High-energy gamma rays are generated in the most energetic events in the universe, and studying these messengers can reveal important information about the violent processes that created them. When a gamma ray interacts with a particle in the Earth's atmosphere, it produces a shower of lower-energy particles. These particles travel through the atmosphere faster than the speed of light in the atmosphere, creating a cone of blue light akin to a sonic boom. Telescopes on the ground collect this Cherenkov radiation, which scientists then analyse to determine the energy of the original gamma ray and from what direction it came.
On IOP Physicsworld, a user cdib posted the following comment to this article:

The Cherenkov radiation itself is actually visible light [blue], so it travels at the speed of light in the medium (air in this case). What must travel faster than the speed of light in air is the charged particle that generates the Cherenkov radiation. Typically these charged particles are electrons.
The CTA will consist of two arrays. The smaller array - consisting of 15 telescopes 12 m in diameter and four at 23 m - will study the northern sky from the Spanish island of La Palma, which is off the Atlantic coast of North Africa. The larger observatory will have 70 telescopes at 4 m diameter, 25 at 12 m and four at 23 m. It will look toward the southern sky from Paranal in Chile's Atacama Desert, and the first few small telescopes are likely to be deployed to the Chile site in mid-2016.


According to CTA project manager and technical director Christopher Townsley, these two sites were chosen over other competitors for several reasons, including the level of existing infrastructure and the estimated long-term operation costs. "Both the sites chosen have well-established observatories nearby and proven excellent astronomical conditions," Townsley explains.
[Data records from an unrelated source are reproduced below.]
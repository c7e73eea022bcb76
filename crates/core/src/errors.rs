use thiserror::Error;

/// 看板错误类型定义
///
/// 聚合层内部不吞掉任何错误，所有失败都以此类型向展示层传播。
#[derive(Debug, Clone, Error, PartialEq)]
pub enum DashboardError {
    #[error("上游服务不可用: {service} - {message}")]
    UpstreamUnavailable { service: String, message: String },

    #[error("上游响应格式错误: {service} - {message}")]
    MalformedResponse { service: String, message: String },

    #[error("资源未找到: {resource}")]
    NotFound { resource: String },

    #[error("参数验证失败: {0}")]
    Validation(String),

    #[error("配置错误: {0}")]
    Configuration(String),

    #[error("内部错误: {0}")]
    Internal(String),
}

/// 统一的Result类型
pub type DashboardResult<T> = std::result::Result<T, DashboardError>;

impl DashboardError {
    pub fn upstream_unavailable<S: Into<String>, M: Into<String>>(service: S, message: M) -> Self {
        Self::UpstreamUnavailable {
            service: service.into(),
            message: message.into(),
        }
    }
    pub fn malformed<S: Into<String>, M: Into<String>>(service: S, message: M) -> Self {
        Self::MalformedResponse {
            service: service.into(),
            message: message.into(),
        }
    }
    pub fn not_found<S: Into<String>>(resource: S) -> Self {
        Self::NotFound {
            resource: resource.into(),
        }
    }
    pub fn task_not_found(name: &str) -> Self {
        Self::not_found(format!("任务 {name}"))
    }
    pub fn execution_not_found(task_id: &uuid::Uuid) -> Self {
        Self::not_found(format!("任务执行记录 {task_id}"))
    }
    pub fn validation<S: Into<String>>(msg: S) -> Self {
        Self::Validation(msg.into())
    }
    pub fn config_error<S: Into<String>>(msg: S) -> Self {
        Self::Configuration(msg.into())
    }

    /// 上游不可达时，视图按区块降级为"不可用"而不是整体失败
    pub fn is_unavailable(&self) -> bool {
        matches!(self, Self::UpstreamUnavailable { .. })
    }
    pub fn is_not_found(&self) -> bool {
        matches!(self, Self::NotFound { .. })
    }
}

#[cfg(test)]
mod tests {
    use super::*;

    #[test]
    fn test_error_display() {
        let error = DashboardError::upstream_unavailable("broker", "connection refused");
        assert_eq!(
            error.to_string(),
            "上游服务不可用: broker - connection refused"
        );

        let error = DashboardError::task_not_found("send-email");
        assert_eq!(error.to_string(), "资源未找到: 任务 send-email");
    }

    #[test]
    fn test_error_classification() {
        assert!(DashboardError::upstream_unavailable("scheduler", "timeout").is_unavailable());
        assert!(!DashboardError::malformed("scheduler", "bad json").is_unavailable());
        assert!(!DashboardError::validation("bad cursor").is_unavailable());
        assert!(DashboardError::not_found("x").is_not_found());
    }
}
If for any reason the La Palma and Paranal site negations fall through, however, the group has alternative north and south locations in Mexico and Namibia, respectively.

Detection of the cosmic gamma ray horizon
© Phys Org / Nina McCurdy and Joel R. Primack/UC-HiPACCThis figure illustrates how energetic gamma rays (dashed lines) from a distant blazar strike photons of extragalactic background light (wavy lines) and produce pairs of electrons and positrons. The energetic gamma rays that are not attenuated by this process strike the upper atmosphere, producing a cascade of charged particles which make a cone of Čerenkov light that is detected by the array of imaging atmospheric Čerenkov telescopes on the ground.
The CTA will build on the technologies developed for current ground-based gamma-ray telescopes - such as the Very Energetic Radiation Imaging Telescope Array System in the US as well as the High Energy Stereoscopic System in Namibia - that use Cherenkov imaging techniques. Apart from being 10 times more sensitive than any rival, the CTA will also study a wider range of energies, from about 10 GeV to 300 TeV, although energies above 10 TeV will be accessible only with the southern site's 4 m instruments.
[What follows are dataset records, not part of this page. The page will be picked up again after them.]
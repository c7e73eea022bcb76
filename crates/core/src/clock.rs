use chrono::{DateTime, Utc};

/// 时间源
///
/// 聚合逻辑不直接读取全局时钟，由调用方注入，测试时可替换为固定时间。
pub trait Clock: Send + Sync {
    fn now(&self) -> DateTime<Utc>;
}

/// 系统时钟
#[derive(Debug, Clone, Copy, Default)]
pub struct SystemClock;

impl Clock for SystemClock {
    fn now(&self) -> DateTime<Utc> {
        Utc::now()
    }
}

/// 固定时钟，始终返回构造时给定的时间
#[derive(Debug, Clone, Copy)]
pub struct FixedClock(DateTime<Utc>);

impl FixedClock {
    pub fn new(now: DateTime<Utc>) -> Self {
        Self(now)
    }
}

impl Clock for FixedClock {
    fn now(&self) -> DateTime<Utc> {
        self.0
    }
}
//! # 数据模型
//!
//! 看板读取的上游数据结构：Broker 快照、调度器任务定义和执行历史。
//!
//! ## 核心模型
//!
//! ### SampleLog / TimeSeriesPoint
//! Broker 返回的定长采样序列，以及同步器对齐后的时间点。
//!
//! ### QueueSnapshot / BrokerOverview
//! 单个队列和 Broker 全局的快照，`message_stats` 按指标名索引。
//!
//! ### Task
//! 调度器中的任务定义，`name` 唯一。
//!
//! ### ExecutionRecord / ExecutionCursor
//! 执行历史记录和分页游标。游标按 (时间戳, task_id) 全序比较：
//!
//! ```text
//! pending → running → success
//!                   ↘ failed
//! ```
//!
//! ## 时间字段
//!
//! 所有时间字段使用 `DateTime<Utc>`。调度器对未设置的时间写入零值，
//! 读取时统一转换为 `None`，参见 [`normalize_timestamp`]。

pub mod execution;
pub mod queue;
pub mod sample;
pub mod task;

pub use execution::*;
pub use queue::*;
pub use sample::*;
pub use task::*;
//! # Dashboard API
//!
//! 运维看板的 JSON 接口，所有响应使用统一的 `ApiResponse` 包装，
//! 错误使用 `{"error": {...}}` 结构。
//!
//! ## API 端点
//!
//! - `GET /health` - 健康检查
//! - `GET /api/overview` - Broker 概览图表和最近24小时执行统计
//! - `GET /api/tasks?q=&ignore_case=` - 任务目录
//! - `GET /api/tasks/{name}?vhost=&after=` - 任务详情与执行历史分页
//! - `POST /api/tasks/{name}/dispatch` - 以请求体为参数派发任务
//! - `GET /api/executions/{task_id}` - 执行参数与日志
//! - `POST /api/executions/{task_id}/redispatch` - 以原参数重新派发
//! - `GET /metrics` - Prometheus 指标（启用时）
//!
//! ## 状态码
//!
//! | 错误 | 状态码 |
//! |------|--------|
//! | 上游不可用 | 503 |
//! | 上游响应格式错误 | 502 |
//! | 任务或执行不存在 | 404，附带 `redirect_to` |
//! | 参数错误 | 400 |

pub mod error;
pub mod handlers;
pub mod middleware;
pub mod response;
pub mod routes;

use axum::{extract::DefaultBodyLimit, Router};
use dashboard_core::config::{ApiConfig, ObservabilityConfig};
use tower::ServiceBuilder;

use middleware::{cors_layer, request_logging, timeout_layer, trace_layer};
pub use routes::{create_routes, AppState};

/// 创建完整的API应用
pub fn create_app(state: AppState, api_config: &ApiConfig, observability: &ObservabilityConfig) -> Router {
    let router = create_routes(state, &observability.metrics_endpoint)
        .layer(DefaultBodyLimit::max(api_config.max_request_size_mb * 1024 * 1024));

    let router = if api_config.cors_enabled {
        router.layer(cors_layer(api_config))
    } else {
        router
    };

    router.layer(
        ServiceBuilder::new()
            .layer(trace_layer())
            .layer(timeout_layer(api_config))
            .layer(axum::middleware::from_fn(request_logging)),
    )
}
Scientists plan to do two astronomical surveys with the CTA: one of the galactic plane that contains the galactic centre - a site swarming with high-energy sources - and the other of one-quarter of the full sky. The observatory could also shed light on dark matter, according to CTA spokesperson Werner Hofmann of the Max-Planck-Institute for Nuclear Physics in Heidelberg. He explains: "If dark matter is indeed made of neutralino particles in the TeV mass range, CTA is in the best position to detect this radiation - a discovery that would have tremendous impact and far-reaching consequences for astrophysics, particle physics and cosmology."

The most exciting science that the next-generation gamma-ray detector can do, however, is uncovering new surprises. "When you build an instrument that is much more capable than existing instruments, and you're exploring a new waveband," says CTA co-spokesperson Rene Ong of the University of California, Los Angeles, "you're going to discover something unexpected."